Das tréguas olímpicas às Nações Unidas

    Ao longo da época contemporânea, o desporto foi uma e outra vez reivindicado como factor de encontro e reunião entre povos e nações. De acordo com várias entidades desportivas, da prossecução das suas actividades decorreria um efeito de suspensão da conflituosidade internacional, à imagem das tréguas decretadas por ocasião dos Jogos Olímpicos da Antiguidade. É sabido que esta atribuição de uma essência pacificadora universal ao desporto é um elemento central do discurso de Pierre Coubertin, mas é também certo que ela ganhou renovado ímpeto no quadro da segunda pós-guerra. Com a nova ordem internacional que então se desenhava, e de que a ONU seria a expressão institucional mais acabada, a ideia de paz constituiu-se como um desígnio tanto mais consensual na medida em que nenhum povo ou território dela poderia ser privada. Na senda de um universalismo reconstruído com base na crítica dos nacionalismos racistas dos anos de 1930, nomeadamente o nazismo, o tempo do desporto viu-se investido de um simbolismo pacifista que nenhum regime, ideologia ou política poderia ou deveria instrumentalizar (Riordan e Arnaud, 1998). De resto, na sequência deste processo histórico, em 2013, a Assembleia-Geral das Nações Unidas proclamaria o dia 6 de abril como "Dia Internacional do Desporto ao Serviço do Desenvolvimento e da Paz". Na ocasião, o então Presidente da Assembleia-Geral, Vuk Jeremic, declarou: “ao proclamar este Dia Internacional, prestemos homenagem às grandes lendas do passado, que através das suas proezas atléticas, carácter e força moral conquistaram um lugar de honra no panteão da glória olímpica”. E, na presença do – à época – presidente do Comité Olímpico Internacional, Jacques Rogge, mais acrescentou ser o desporto “um poderoso aliado da paz e da reconciliação”, dando como exemplo “campeões como Jesse Owens, que desafiou a ideologia nazi com a sua vitória espantosa em Berlim em 1936” (“Assembleia Geral da ONU proclama…”).

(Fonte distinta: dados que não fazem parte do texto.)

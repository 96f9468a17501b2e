// sluice-rs - The Sluice SIP Proxy Engine
// Copyright (C) 2025 James Ferris <ferrous.communications@gmail.com>
// SPDX-License-Identifier: Apache-2.0 OR MIT

use bytes::Bytes;
use smol_str::SmolStr;

use crate::{headers::Headers, method::Method, uri::SipUri};

/// First line of a SIP request: `Method SP Request-URI SP SIP-Version`.
#[derive(Debug, Clone, PartialEq, Eq)]
pub struct RequestLine {
    pub method: Method,
    pub uri: SipUri,
}

impl RequestLine {
    /// Creates a request line for the given method and target URI.
    pub fn new(method: Method, uri: SipUri) -> Self {
        Self { method, uri }
    }
}

/// First line of a SIP response: `SIP-Version SP Status-Code SP Reason-Phrase`.
#[derive(Debug, Clone, PartialEq, Eq)]
pub struct StatusLine {
    pub code: u16,
    pub reason: SmolStr,
}

impl StatusLine {
    /// Creates a status line with the provided code and reason phrase.
    pub fn new(code: u16, reason: impl Into<SmolStr>) -> Self {
        debug_assert!((100..700).contains(&code), "SIP status codes are 100-699");
        Self {
            code,
            reason: reason.into(),
        }
    }

    /// Creates a status line using the canonical reason phrase for the code.
    pub fn from_code(code: u16) -> Self {
        Self::new(code, reason_phrase(code))
    }
}

/// In-memory representation of a SIP request.
#[derive(Debug, Clone, PartialEq, Eq)]
pub struct Request {
    pub start: RequestLine,
    pub headers: Headers,
    pub body: Bytes,
}

impl Request {
    /// Builds a request from its components.
    pub fn new(start: RequestLine, headers: Headers, body: Bytes) -> Self {
        Self {
            start,
            headers,
            body,
        }
    }

    /// Returns the request method.
    pub fn method(&self) -> &Method {
        &self.start.method
    }

    /// Returns the request URI.
    pub fn uri(&self) -> &SipUri {
        &self.start.uri
    }

    /// Returns the Call-ID header value, if present.
    pub fn call_id(&self) -> Option<&SmolStr> {
        self.headers.get("Call-ID")
    }

    /// Returns the CSeq sequence number, if parseable.
    pub fn cseq_number(&self) -> Option<u32> {
        let cseq = self.headers.get("CSeq")?;
        cseq.split_whitespace().next()?.parse().ok()
    }
}

/// In-memory representation of a SIP response.
#[derive(Debug, Clone, PartialEq, Eq)]
pub struct Response {
    pub start: StatusLine,
    pub headers: Headers,
    pub body: Bytes,
}

impl Response {
    /// Builds a response from its components.
    pub fn new(start: StatusLine, headers: Headers, body: Bytes) -> Self {
        Self {
            start,
            headers,
            body,
        }
    }

    /// Returns the status code.
    pub fn code(&self) -> u16 {
        self.start.code
    }

    /// Returns `true` for 1xx responses.
    pub fn is_provisional(&self) -> bool {
        (100..200).contains(&self.start.code)
    }

    /// Returns `true` for 2xx responses.
    pub fn is_success(&self) -> bool {
        (200..300).contains(&self.start.code)
    }

    /// Returns `true` for 3xx responses.
    pub fn is_redirect(&self) -> bool {
        (300..400).contains(&self.start.code)
    }

    /// Returns `true` for 6xx responses.
    pub fn is_global_failure(&self) -> bool {
        (600..700).contains(&self.start.code)
    }

    /// Returns `true` for any final (>= 200) response.
    pub fn is_final(&self) -> bool {
        self.start.code >= 200
    }
}

/// Returns the canonical reason phrase for a SIP status code (RFC 3261 §21).
pub fn reason_phrase(code: u16) -> &'static str {
    match code {
        100 => "Trying",
        180 => "Ringing",
        181 => "Call Is Being Forwarded",
        182 => "Queued",
        183 => "Session Progress",
        200 => "OK",
        202 => "Accepted",
        300 => "Multiple Choices",
        301 => "Moved Permanently",
        302 => "Moved Temporarily",
        305 => "Use Proxy",
        380 => "Alternative Service",
        400 => "Bad Request",
        401 => "Unauthorized",
        403 => "Forbidden",
        404 => "Not Found",
        405 => "Method Not Allowed",
        406 => "Not Acceptable",
        407 => "Proxy Authentication Required",
        408 => "Request Timeout",
        410 => "Gone",
        413 => "Request Entity Too Large",
        414 => "Request-URI Too Long",
        415 => "Unsupported Media Type",
        416 => "Unsupported URI Scheme",
        420 => "Bad Extension",
        421 => "Extension Required",
        423 => "Interval Too Brief",
        480 => "Temporarily Unavailable",
        481 => "Call/Transaction Does Not Exist",
        482 => "Loop Detected",
        483 => "Too Many Hops",
        484 => "Address Incomplete",
        485 => "Ambiguous",
        486 => "Busy Here",
        487 => "Request Terminated",
        488 => "Not Acceptable Here",
        491 => "Request Pending",
        493 => "Undecipherable",
        500 => "Server Internal Error",
        501 => "Not Implemented",
        502 => "Bad Gateway",
        503 => "Service Unavailable",
        504 => "Server Time-out",
        505 => "Version Not Supported",
        513 => "Message Too Large",
        600 => "Busy Everywhere",
        603 => "Decline",
        604 => "Does Not Exist Anywhere",
        606 => "Not Acceptable",
        _ => "Unknown",
    }
}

    Este vínculo universalista entre desporto e paz não foi, todavia, estabelecido apenas por instituições políticas e desportivas. Ele foi igualmente estabelecido nas dinâmicas mercantis associadas ao desporto. Veja-se o caso da organização dos grandes eventos desportivos internacionais. A sua expansão – isto é, o facto de, ao longo da segunda metade do século XX, mais e mais países fazerem parte da lista de organizadores – reflecte bem a vontade das entidades desportivas levarem o espectáculo a territórios em que o mesmo se encontraria ainda num estado de desenvolvimento incipiente, de caminho encontrando nos Estados aí constituídos parceiros disponíveis a realizar investimento público. Mas a sua expansão reflecte também a força das dinâmicas mercantis directa ou indirectamente ligadas ao espectáculo desportivo. A ideia da apoliticidade do desporto e da sua universalidade foi partilhada por instituições como a ONU e por organismos internacionais como a UEFA, a FIFA e o COI, mas também por grandes empresas globais do desporto ou a ele associadas, que procuraram justamente franquear todo e qualquer limite político-ideológico à sua actividade empresarial. Ao atendermos a acontecimentos como o Campeonato da Europa de Futebol de 1976, que teve lugar na Jugoslávia, os Jogos Olímpicos de 1980, com sede em Moscovo, ou, mais recentemente, os Jogos Olímpicos de 2008, em Pequim, e o Campeonato do Mundo de Futebol de 2010, na África do Sul, difícil é não perguntar até que ponto o desporto se constituiu como um dos cavalos de Tróia da chegada do capitalismo global ali onde este ainda não afirmara toda a sua potência (Horne, 2015).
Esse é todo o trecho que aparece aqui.